Gyaidun stopped to rest the horses, and Amira turned and looked off southward. By Gyaidun's estimate they had traveled more than a hundred miles with Amira's spell. If Jalan and his captors were indeed on winter wolves-and Amira had little doubt, given the tracking skills she'd seen Gyaidun display the past two days-their quarry could easily cross that distance in two nights.

Amira turned to Gyaidun and said, "If we linger here waiting for Lendri and the belkagen, Jalan's captors will be miles ahead of us."

Gyaidun nodded. "I've considered that.

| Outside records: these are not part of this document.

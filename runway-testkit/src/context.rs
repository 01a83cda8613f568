use chrono::{Duration, Utc};
use runway::*;
use serde_json::json;

pub const TEST_REPOSITORY: &str = "acme/widgets";
pub const TEST_WORKFLOW: &str = "benchmarks";
pub const TEST_REF: &str = "refs/heads/main";
pub const TEST_REGION: &str = "eu-west-1";
pub const TEST_REGISTRY: &str = "https://123456789012.dkr.ecr.eu-west-1.amazonaws.com";

/// Trigger for the default test repository, workflow and ref.
pub fn trigger() -> RunTrigger {
    RunTrigger::new(TEST_REPOSITORY, TEST_WORKFLOW, TEST_REF)
}

/// Trigger for the same workflow on another ref.
pub fn trigger_on(git_ref: &str) -> RunTrigger {
    RunTrigger::new(TEST_REPOSITORY, TEST_WORKFLOW, git_ref)
}

pub fn run_context() -> RunContext {
    RunContext::from_trigger(&trigger(), None).expect("test trigger is valid")
}

pub fn requestor_token() -> RequestorToken {
    RequestorToken::new(
        "ghs_testkit_token",
        Some(Utc::now() + Duration::hours(1)),
        TokenOrigin::AppInstallation,
    )
}

/// Credential valid for an hour, bound to `run_id`.
pub fn credential_for(run_id: RunId) -> TemporaryCredential {
    credential_expiring(run_id, Duration::hours(1))
}

/// Credential with a lifetime relative to now; negative means expired.
pub fn credential_expiring(run_id: RunId, lifetime: Duration) -> TemporaryCredential {
    TemporaryCredential::new(
        "ASIATESTKIT",
        "testkit-secret-key",
        "testkit-session-token",
        Utc::now() + lifetime,
        TEST_REGION,
        run_id,
    )
}

pub fn login_for(run_id: RunId) -> RegistryLogin {
    RegistryLogin::new(
        TEST_REGISTRY,
        "AWS",
        "testkit-registry-password",
        Utc::now() + Duration::hours(12),
        run_id,
    )
}

/// Function payload confirming the runner.
pub fn confirmed_payload() -> serde_json::Value {
    json!({ "statusCode": 200, "body": "runner registered" })
}

/// Function payload rejecting the request with `status`.
pub fn rejected_payload(status: i64, body: &str) -> serde_json::Value {
    json!({ "statusCode": status, "body": body })
}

If they're headed for Winterkeep as you say, their path is some miles north of us. We came almost due east. If they continue in the direction their tracks were headed, they're headed northeast-straight to Iket Sotha if"-slight hesitation-"the belkagen was right. If you can work your magic again… you can, can't you?"

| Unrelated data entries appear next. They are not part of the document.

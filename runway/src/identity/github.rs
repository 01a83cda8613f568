use std::fmt;

use async_trait::async_trait;
use chrono::{DateTime, Utc};
use jsonwebtoken::EncodingKey;
use octocrab::Octocrab;
use octocrab::models::AppId;
use serde::Deserialize;
use serde_json::json;
use tracing::Instrument;

use super::TokenIssuer;
use crate::credentials::{RequestorToken, Secret, TokenOrigin};
use crate::error::ProvisionError;
use crate::request::RepositoryId;
use crate::run::RunContext;

#[derive(Deserialize)]
struct MintedToken {
    token: String,
    expires_at: Option<DateTime<Utc>>,
}

/// Mints installation access tokens for a GitHub App, narrowed to the run's
/// repository with `administration: write` so the backend can register
/// self-hosted runners.
pub struct GithubAppTokenIssuer {
    api_url: String,
    app_id: u64,
    installation_id: Option<u64>,
    key: EncodingKey,
}

impl fmt::Debug for GithubAppTokenIssuer {
    fn fmt(&self, f: &mut fmt::Formatter<'_>) -> fmt::Result {
        f.debug_struct("GithubAppTokenIssuer")
            .field("api_url", &self.api_url)
            .field("app_id", &self.app_id)
            .field("installation_id", &self.installation_id)
            .finish_non_exhaustive()
    }
}

impl GithubAppTokenIssuer {
    /// `private_key_pem` is the app's RSA key in PEM form.
    ///
    /// # Errors
    ///
    /// [`ProvisionError::Authentication`] when the key does not parse.
    pub fn new(
        api_url: impl Into<String>,
        app_id: u64,
        installation_id: Option<u64>,
        private_key_pem: &Secret,
    ) -> Result<Self, ProvisionError> {
        let key = EncodingKey::from_rsa_pem(private_key_pem.expose().as_bytes()).map_err(
            |err| ProvisionError::Authentication(format!("invalid app private key: {err}")),
        )?;
        Ok(Self {
            api_url: api_url.into().trim_end_matches('/').to_string(),
            app_id,
            installation_id,
            key,
        })
    }

    /// Client authenticating as the app itself.
    fn app_client(&self) -> Result<Octocrab, ProvisionError> {
        Octocrab::builder()
            .app(AppId(self.app_id), self.key.clone())
            .base_uri(self.api_url.as_str())
            .and_then(|builder| builder.build())
            .map_err(|err| ProvisionError::Authentication(format!("GitHub client setup failed: {err}")))
    }

    async fn installation_for(
        &self,
        octocrab: &Octocrab,
        repository: &RepositoryId,
    ) -> Result<u64, ProvisionError> {
        if let Some(id) = self.installation_id {
            return Ok(id);
        }
        match octocrab
            .apps()
            .get_repository_installation(repository.owner(), repository.name())
            .await
        {
            Ok(installation) => Ok(installation.id.0),
            Err(octocrab::Error::GitHub { source, .. }) if source.status_code.as_u16() == 404 => {
                Err(ProvisionError::Authentication(format!(
                    "app {} is not installed on {repository}",
                    self.app_id
                )))
            }
            Err(err) => Err(ProvisionError::Authentication(format!(
                "installation lookup failed: {}",
                describe_github_error(&err)
            ))),
        }
    }

    async fn mint(&self, ctx: &RunContext) -> Result<RequestorToken, ProvisionError> {
        let octocrab = self.app_client()?;
        let installation = self.installation_for(&octocrab, &ctx.repository).await?;

        let scope = json!({
            "repositories": [ctx.repository.name()],
            "permissions": { "administration": "write" },
        });
        let minted: MintedToken = octocrab
            .post(
                format!("/app/installations/{installation}/access_tokens"),
                Some(&scope),
            )
            .await
            .map_err(|err| {
                ProvisionError::Authentication(format!(
                    "installation token request failed: {}",
                    describe_github_error(&err)
                ))
            })?;

        tracing::debug!(
            installation,
            expires_at = ?minted.expires_at,
            "installation token minted"
        );
        Ok(RequestorToken::new(
            minted.token,
            minted.expires_at,
            TokenOrigin::AppInstallation,
        ))
    }
}

#[async_trait]
impl TokenIssuer for GithubAppTokenIssuer {
    async fn issue(&self, ctx: &RunContext) -> Result<RequestorToken, ProvisionError> {
        let span = tracing::debug_span!("runway.identity.github", repository = %ctx.repository);
        self.mint(ctx).instrument(span).await
    }
}

/// API errors as `status: message`. Decode failures never echo the body,
/// which may hold a token.
fn describe_github_error(err: &octocrab::Error) -> String {
    match err {
        octocrab::Error::GitHub { source, .. } => {
            format!("{}: {}", source.status_code, source.message)
        }
        octocrab::Error::Serde { .. } | octocrab::Error::Json { .. } => {
            "malformed response".to_string()
        }
        other => other.to_string(),
    }
}

/// Operator-supplied token, used as-is for every run.
pub struct StaticTokenIssuer {
    token: Secret,
}

impl fmt::Debug for StaticTokenIssuer {
    fn fmt(&self, f: &mut fmt::Formatter<'_>) -> fmt::Result {
        f.debug_struct("StaticTokenIssuer")
            .field("token", &self.token)
            .finish()
    }
}

impl StaticTokenIssuer {
    pub fn new(token: impl Into<Secret>) -> Self {
        Self {
            token: token.into(),
        }
    }
}

#[async_trait]
impl TokenIssuer for StaticTokenIssuer {
    async fn issue(&self, _ctx: &RunContext) -> Result<RequestorToken, ProvisionError> {
        if self.token.is_empty() {
            return Err(ProvisionError::Authentication(
                "pre-shared requestor token is empty".into(),
            ));
        }
        Ok(RequestorToken::new(
            self.token.clone(),
            None,
            TokenOrigin::PreShared,
        ))
    }
}

/// Token issuer selected from configuration.
#[derive(Debug)]
pub enum GithubTokenIssuer {
    App(GithubAppTokenIssuer),
    PreShared(StaticTokenIssuer),
}

#[async_trait]
impl TokenIssuer for GithubTokenIssuer {
    async fn issue(&self, ctx: &RunContext) -> Result<RequestorToken, ProvisionError> {
        match self {
            GithubTokenIssuer::App(issuer) => issuer.issue(ctx).await,
            GithubTokenIssuer::PreShared(issuer) => issuer.issue(ctx).await,
        }
    }
}

#[cfg(test)]
mod tests {
    use super::*;
    use crate::run::RunTrigger;
    use mockito::Matcher;

    const TEST_KEY: &str = include_str!("../../tests/fixtures/app-key.pem");
    const APP_JWT: &str = r"^Bearer [\w-]+\.[\w-]+\.[\w-]+$";

    fn ctx() -> RunContext {
        RunContext::from_trigger(
            &RunTrigger::new("acme/widgets", "ci", "refs/heads/main"),
            None,
        )
        .unwrap()
    }

    fn issuer(api_url: &str, installation_id: Option<u64>) -> GithubAppTokenIssuer {
        GithubAppTokenIssuer::new(api_url, 12345, installation_id, &Secret::new(TEST_KEY)).unwrap()
    }

    #[test]
    fn garbage_private_key_is_authentication_error() {
        let err = GithubAppTokenIssuer::new("http://unused", 1, None, &Secret::new("not a key"))
            .unwrap_err();
        assert!(matches!(err, ProvisionError::Authentication(_)));
    }

    #[test]
    fn debug_omits_key_material() {
        let rendered = format!("{:?}", issuer("http://unused", Some(1)));
        assert!(rendered.contains("12345"));
        assert!(!rendered.contains("PRIVATE KEY"));
    }

    #[tokio::test]
    async fn looks_up_installation_then_mints_scoped_token() {
        let mut server = mockito::Server::new_async().await;
        let lookup = server
            .mock("GET", "/repos/acme/widgets/installation")
            .match_header("authorization", Matcher::Regex(APP_JWT.into()))
            .with_status(200)
            .with_header("content-type", "application/json")
            .with_body(include_str!("../../tests/fixtures/installation.json"))
            .create_async()
            .await;
        let mint = server
            .mock("POST", "/app/installations/77/access_tokens")
            .match_header("authorization", Matcher::Regex(APP_JWT.into()))
            .match_body(Matcher::PartialJson(json!({
                "repositories": ["widgets"],
                "permissions": {"administration": "write"}
            })))
            .with_status(201)
            .with_header("content-type", "application/json")
            .with_body(r#"{"token": "ghs_minted", "expires_at": "2099-01-01T00:00:00Z"}"#)
            .create_async()
            .await;

        let token = issuer(&server.url(), None).issue(&ctx()).await.unwrap();

        lookup.assert_async().await;
        mint.assert_async().await;
        assert_eq!(token.expose(), "ghs_minted");
        assert_eq!(token.origin(), TokenOrigin::AppInstallation);
        assert_eq!(token.expires_at().unwrap().to_rfc3339(), "2099-01-01T00:00:00+00:00");
    }

    #[tokio::test]
    async fn configured_installation_skips_lookup() {
        let mut server = mockito::Server::new_async().await;
        let lookup = server
            .mock("GET", Matcher::Any)
            .expect(0)
            .create_async()
            .await;
        server
            .mock("POST", "/app/installations/5/access_tokens")
            .with_status(201)
            .with_header("content-type", "application/json")
            .with_body(r#"{"token": "ghs_direct", "expires_at": "2099-01-01T00:00:00Z"}"#)
            .create_async()
            .await;

        let token = issuer(&server.url(), Some(5)).issue(&ctx()).await.unwrap();
        assert_eq!(token.expose(), "ghs_direct");
        lookup.assert_async().await;
    }

    #[tokio::test]
    async fn missing_installation_is_reported() {
        let mut server = mockito::Server::new_async().await;
        server
            .mock("GET", "/repos/acme/widgets/installation")
            .with_status(404)
            .with_header("content-type", "application/json")
            .with_body(r#"{"message": "Not Found", "documentation_url": "https://docs.github.com/rest"}"#)
            .create_async()
            .await;

        let err = issuer(&server.url(), None).issue(&ctx()).await.unwrap_err();
        assert!(matches!(err, ProvisionError::Authentication(_)));
        assert!(err.to_string().contains("not installed on acme/widgets"), "{err}");
    }

    #[tokio::test]
    async fn rejected_token_request_surfaces_status() {
        let mut server = mockito::Server::new_async().await;
        server
            .mock("POST", "/app/installations/5/access_tokens")
            .with_status(422)
            .with_header("content-type", "application/json")
            .with_body(r#"{"message": "permissions exceed app grant", "documentation_url": "https://docs.github.com/rest"}"#)
            .create_async()
            .await;

        let err = issuer(&server.url(), Some(5)).issue(&ctx()).await.unwrap_err();
        let message = err.to_string();
        assert!(message.contains("422"), "{message}");
        assert!(message.contains("permissions exceed app grant"), "{message}");
    }

    #[tokio::test]
    async fn static_issuer_passes_token_through() {
        let token = StaticTokenIssuer::new("ghp_operator").issue(&ctx()).await.unwrap();
        assert_eq!(token.expose(), "ghp_operator");
        assert_eq!(token.origin(), TokenOrigin::PreShared);
        assert!(token.expires_at().is_none());

        assert!(StaticTokenIssuer::new("").issue(&ctx()).await.is_err());
    }
}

"With rest and study, yes."

"We can get ahead of them. If Lendri can gather the Vil Adanrath, we'll spread out. The pack will find them."

"If Lendri or the belkagen can find them," said Amira. "You said yourself that you two are exiles."

"Haerul will come."

"Haerul?"

"My wife's father."

"The one who cast you and Lendri out?" Amira smirked, but Gyaidun was looking off southward and didn't see it.

"Yes," he said.

Amira snorted. "What makes you so sure?"

"If there is even a whisper of hope of finding his grandson, he'll tear a hole to the Nine Hells-and gods have mercy on any who stand in his way."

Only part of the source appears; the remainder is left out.